Por eso, junto con la inminente partida del mayor, se están poniendo en marcha muchos proyectos bloqueados. La restauración del techo parcialmente derrumbado de su dormitorio (resultado de una gotera reparada en septiembre) quedó en suspenso hasta que abandone las instalaciones.
“Le envié un mensaje de texto a Mark”, dice mi esposa, refiriéndose al constructor al que a veces llama Mark No Problem, para contrastar mejor su enfoque directo y positivo de las mejoras en el hogar con el mío. “Sólo para ver si podía empezar por el techo”.
“¿Qué dijo?” Yo dije.
“Él dijo: ‘No hay problema'”.
“Preveo muchos problemas”, dije.
“Por supuesto que sí”, dijo mi esposa.
Lo que quiero decir es que hemos acumulado una considerable acumulación de problemas que Mark debe resolver. Está, por ejemplo, la estructura del jardín que se está derrumbando en la parte trasera, cuya reparación, largamente esperada, se ha complicado en gran medida porque me niego a decir su nombre.
“No sé de qué estás hablando”, dijo mi esposa.

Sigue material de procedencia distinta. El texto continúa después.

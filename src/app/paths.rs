// SPDX-License-Identifier: MPL-2.0
//! Config directory resolution.
//!
//! # Resolution Order
//!
//! 1. **Explicit override** - parameter to [`get_app_config_dir_with_override`] (for tests)
//! 2. **CLI argument** (`--config-dir`) - set via [`init_cli_override`]
//! 3. **Environment variable** (`ICED_MARQUEE_CONFIG_DIR`)
//! 4. **Platform default** - via `dirs` crate

use std::path::PathBuf;
use std::sync::OnceLock;

/// Application name used for directory naming.
const APP_NAME: &str = "IcedMarquee";

/// Environment variable to override the config directory.
pub const ENV_CONFIG_DIR: &str = "ICED_MARQUEE_CONFIG_DIR";

/// Global CLI override for the config directory (set once at startup).
static CLI_CONFIG_DIR: OnceLock<Option<PathBuf>> = OnceLock::new();

/// Records the `--config-dir` CLI argument.
///
/// Only the first call has an effect; later calls are ignored so a second
/// boot of the application in the same process keeps the original override.
pub fn init_cli_override(config_dir: Option<String>) {
    if CLI_CONFIG_DIR.set(config_dir.map(PathBuf::from)).is_err() {
        tracing::debug!("config dir override already initialized");
    }
}

fn get_cli_config_dir() -> Option<PathBuf> {
    CLI_CONFIG_DIR.get().and_then(Clone::clone)
}

/// Returns the application config directory path.
///
/// Platform defaults:
/// - Linux: `~/.config/IcedMarquee/`
/// - macOS: `~/Library/Application Support/IcedMarquee/`
/// - Windows: `C:\Users\<User>\AppData\Roaming\IcedMarquee\`
pub fn get_app_config_dir() -> Option<PathBuf> {
    get_app_config_dir_with_override(None)
}

/// Returns the application config directory path with an optional override.
pub fn get_app_config_dir_with_override(override_path: Option<PathBuf>) -> Option<PathBuf> {
    if let Some(path) = override_path {
        return Some(path);
    }

    if let Some(path) = get_cli_config_dir() {
        return Some(path);
    }

    if let Ok(env_path) = std::env::var(ENV_CONFIG_DIR) {
        if !env_path.is_empty() {
            return Some(PathBuf::from(env_path));
        }
    }

    dirs::config_dir().map(|mut path| {
        path.push(APP_NAME);
        path
    })
}
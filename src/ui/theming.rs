// SPDX-License-Identifier: MPL-2.0
//! Application theme selection.

use iced::Theme;
use serde::{Deserialize, Serialize};

#[derive(Debug, Clone, Copy, PartialEq, Eq, Default, Serialize, Deserialize)]
#[serde(rename_all = "lowercase")]
pub enum ThemeMode {
    Light,
    Dark,
    #[default]
    System,
}

impl ThemeMode {
    /// Returns true if the effective theme is dark.
    /// For System mode, detects the actual system theme.
    #[must_use]
    pub fn is_dark(self) -> bool {
        match self {
            ThemeMode::Light => false,
            ThemeMode::Dark => true,
            ThemeMode::System => {
                // Default to dark on detection error
                !matches!(dark_light::detect(), Ok(dark_light::Mode::Light))
            }
        }
    }

    /// Iced theme used for the window surface around the video.
    #[must_use]
    pub fn to_theme(self) -> Theme {
        if self.is_dark() {
            Theme::Dark
        } else {
            Theme::Light
        }
    }
}
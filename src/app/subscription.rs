// SPDX-License-Identifier: MPL-2.0
//! Event subscriptions for the application.
//!
//! Native window and keyboard events are turned into top-level messages
//! here; the media session subscription lives in [`crate::media`].

use super::message::{Message, Shortcut};
use crate::media::{self, NativeOptions, SessionId};
use iced::keyboard::{self, key, Key};
use iced::{event, window, Subscription};
use std::path::Path;

/// Routes window events and unhandled key presses.
///
/// Window close requests, resizes and file drops are always forwarded; key
/// presses only when no widget captured them.
pub fn create_event_subscription() -> Subscription<Message> {
    event::listen_with(|event, status, window_id| {
        match &event {
            event::Event::Window(window::Event::CloseRequested) => {
                return Some(Message::WindowCloseRequested(window_id));
            }
            event::Event::Window(window::Event::FileDropped(path)) => {
                return Some(Message::FileDropped(path.clone()));
            }
            event::Event::Window(window::Event::Resized(_)) => {
                return Some(Message::WindowResized(window_id));
            }
            _ => {}
        }

        match (event, status) {
            (
                event::Event::Keyboard(keyboard::Event::KeyPressed { key, modifiers, .. }),
                event::Status::Ignored,
            ) => shortcut_for(&key, modifiers).map(|shortcut| Message::Shortcut {
                window: window_id,
                shortcut,
            }),
            _ => None,
        }
    })
}

/// Reports the id of every window as it opens.
pub fn create_window_subscription() -> Subscription<Message> {
    window::open_events().map(Message::WindowOpened)
}

/// Creates the media subscription for the current session.
pub fn create_media_subscription(
    source: &Path,
    session: SessionId,
    options: NativeOptions,
) -> Subscription<Message> {
    media::media_session(source.to_path_buf(), session, options).map(Message::Media)
}

/// Maps a key press to a shortcut. Chords with Ctrl, Alt or Logo are left
/// to the platform.
pub(crate) fn shortcut_for(key: &Key, modifiers: keyboard::Modifiers) -> Option<Shortcut> {
    if modifiers.control() || modifiers.alt() || modifiers.logo() {
        return None;
    }

    match key.as_ref() {
        Key::Named(key::Named::Space) => Some(Shortcut::PlayPause),
        Key::Named(key::Named::ArrowLeft) => Some(Shortcut::StepBack),
        Key::Named(key::Named::ArrowRight) => Some(Shortcut::StepForward),
        Key::Named(key::Named::Escape) => Some(Shortcut::ExitFullscreen),
        Key::Character(c) if c.eq_ignore_ascii_case("f") => Some(Shortcut::ToggleFullscreen),
        _ => None,
    }
}
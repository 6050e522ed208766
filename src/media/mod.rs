// SPDX-License-Identifier: MPL-2.0
//! Media element contract and the native element backing the player.
//!
//! The player never decodes anything itself. It reads and writes the
//! standard properties of a [`MediaElement`] and listens to its events;
//! [`NativeVideo`] is the desktop implementation, driving an FFmpeg decode
//! loop and a cpal audio stream on a blocking thread.

pub mod audio_output;
pub mod element;
mod engine;
pub mod listeners;
pub mod native;
pub mod subscription;
mod transport;

pub use element::{MediaElement, MediaEventKind};
pub use engine::{init_ffmpeg, VideoFrame};
pub use listeners::{EventTarget, ListenerGuard};
pub use native::{NativeOptions, NativeVideo};
pub use subscription::{media_session, EventSink, MediaMessage};

/// Identifies one mount of the player on one media source.
///
/// Each new source gets a fresh id so the subscription is recreated and
/// events from a previous source can be told apart.
#[derive(Debug, Clone, Copy, PartialEq, Eq, Hash, PartialOrd, Ord)]
pub struct SessionId(u64);

impl SessionId {
    #[must_use]
    pub fn new(value: u64) -> Self {
        Self(value)
    }

    /// Returns the id that follows this one.
    #[must_use]
    pub fn next(self) -> Self {
        Self(self.0.wrapping_add(1))
    }

    #[must_use]
    pub fn value(self) -> u64 {
        self.0
    }
}

impl std::fmt::Display for SessionId {
    fn fmt(&self, f: &mut std::fmt::Formatter<'_>) -> std::fmt::Result {
        write!(f, "#{}", self.0)
    }
}
// SPDX-License-Identifier: MPL-2.0
//! The media element contract.
//!
//! Mirrors the subset of an HTML media element the controls rely on: a
//! handful of transport properties and two timing events. Implementations
//! are cheap, cloneable handles onto shared state, so every method takes
//! `&self`.

use super::listeners::ListenerGuard;

/// Events the controls subscribe to.
#[derive(Debug, Clone, Copy, PartialEq, Eq, Hash)]
pub enum MediaEventKind {
    /// The duration became known.
    LoadedMetadata,
    /// The current playback position changed.
    TimeUpdate,
}

impl MediaEventKind {
    /// The DOM event name, used in logs.
    #[must_use]
    pub fn name(self) -> &'static str {
        match self {
            MediaEventKind::LoadedMetadata => "loadedmetadata",
            MediaEventKind::TimeUpdate => "timeupdate",
        }
    }
}

/// Callback invoked when an event fires. Runs on whichever thread
/// dispatched the event, so it must not block.
pub type EventCallback = Box<dyn Fn() + Send + Sync + 'static>;

/// A playable resource with transport controls and timing events.
pub trait MediaElement: Clone + std::fmt::Debug + Send + Sync + 'static {
    /// Starts or resumes playback. Completion is never awaited.
    fn play(&self);

    fn pause(&self);

    /// Whether the element is currently paused.
    fn paused(&self) -> bool;

    /// Length in seconds: NaN before metadata, `+Infinity` when unknown.
    fn duration(&self) -> f64;

    /// Playback position in seconds.
    fn current_time(&self) -> f64;

    /// Requests a new playback position. Implementations decide how to
    /// treat out-of-range values.
    fn set_current_time(&self, secs: f64);

    /// Volume in `[0.0, 1.0]`.
    fn volume(&self) -> f64;

    fn set_volume(&self, volume: f64);

    /// Registers `callback` for `kind`. The listener stays attached for as
    /// long as the returned guard is alive.
    #[must_use = "dropping the guard detaches the listener immediately"]
    fn add_event_listener(&self, kind: MediaEventKind, callback: EventCallback) -> ListenerGuard;
}
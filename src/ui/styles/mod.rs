// SPDX-License-Identifier: MPL-2.0
//! Centralized styles for the player overlay.

pub mod button;
pub mod container;
pub mod overlay;
pub mod slider;

pub use button::icon as button_icon;
// SPDX-License-Identifier: MPL-2.0
//! Button styles.

use crate::ui::design_tokens::{
    opacity,
    palette::{BLACK, WHITE},
    radius, shadow,
};
use iced::widget::button;
use iced::{Background, Border, Color, Theme};

/// Borderless control button drawn straight on top of the video.
///
/// Only a faint backdrop appears on hover and press so the icons stay
/// readable without hiding the picture.
pub fn icon(_theme: &Theme, status: button::Status) -> button::Style {
    let alpha = match status {
        button::Status::Hovered => opacity::OVERLAY_SUBTLE,
        button::Status::Pressed => opacity::OVERLAY_MEDIUM,
        _ => opacity::TRANSPARENT,
    };

    button::Style {
        background: Some(Background::Color(Color { a: alpha, ..BLACK })),
        text_color: WHITE,
        border: Border {
            color: Color::TRANSPARENT,
            width: 0.0,
            radius: radius::FULL.into(),
        },
        shadow: shadow::NONE,
        snap: true,
    }
}

/// Variant of [`icon`] that stays highlighted, used while the volume popup is open.
pub fn icon_active(theme: &Theme, status: button::Status) -> button::Style {
    let base = icon(theme, status);
    let alpha = match status {
        button::Status::Pressed => opacity::OVERLAY_PRESSED,
        _ => opacity::OVERLAY_MEDIUM,
    };
    button::Style {
        background: Some(Background::Color(Color { a: alpha, ..BLACK })),
        shadow: shadow::MD,
        ..base
    }
}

“Sí, eso es cierto”, dije. “La sala de esqueletos al aire libre. El columpio para las plantas.”
“Dios mío”, dijo. “Solo di pérgola”.
“Preferiría morir”, dije. “Pero como quiera que lo llames, está a punto de colapsar”.
“La pérgola”, dijo.
“La madera alrededor de los pernos está podrida”, dije. “No es seguro”.
“Mark vendrá el viernes, así que puedes hablar con él tú mismo”, dijo.
“¿Cómo voy a hacer esto?” Yo dije.
Esa noche, después de que mi esposa se acostara, el mayor y yo nos sentamos a mirar televisión, como era nuestra costumbre.
“¿Cuándo recibirás las llaves?” Yo dije.
“Puedo recogerlos mañana después de las cinco”, dijo. “Así que al día siguiente vendrá una furgoneta”. Me doy cuenta de que, por primera vez, no jugué ningún papel en su movimiento.
Nos quedamos mirando en silencio durante un rato, revisando de vez en cuando nuestros teléfonos, como es nuestra costumbre.
“¿Qué vamos a hacer con Deadwood?” dijo.
Hemos estado trabajando incansablemente en la epopeya clásica del oeste durante las últimas semanas, pero todavía estamos en la primera serie y hay dos más por seguir.
“No lo sé”, dije. “Podríamos intentar analizar todo el asunto en los próximos días”.
“Aún quedan unas 30 horas”, dijo.
“Al menos podríamos terminar la primera serie”, dije.
“No estaré aquí mañana por la noche”, dijo.
“O podríamos verlo por separado, durante una videollamada”, dije.
“¿Podrás manejar esto?” dijo.
“Supongo que nuestras proyecciones podrían no estar sincronizadas”, dije.
“Sí”, dijo.
No digo lo que pienso, que es: podríamos verlo solos, en nuestro propio tiempo, y luego discutirlo durante Navidad.
Y no digo lo que me viene a la mente a continuación: sin él aquí, bajo este techo, nunca volveré a ver un episodio de Deadwood.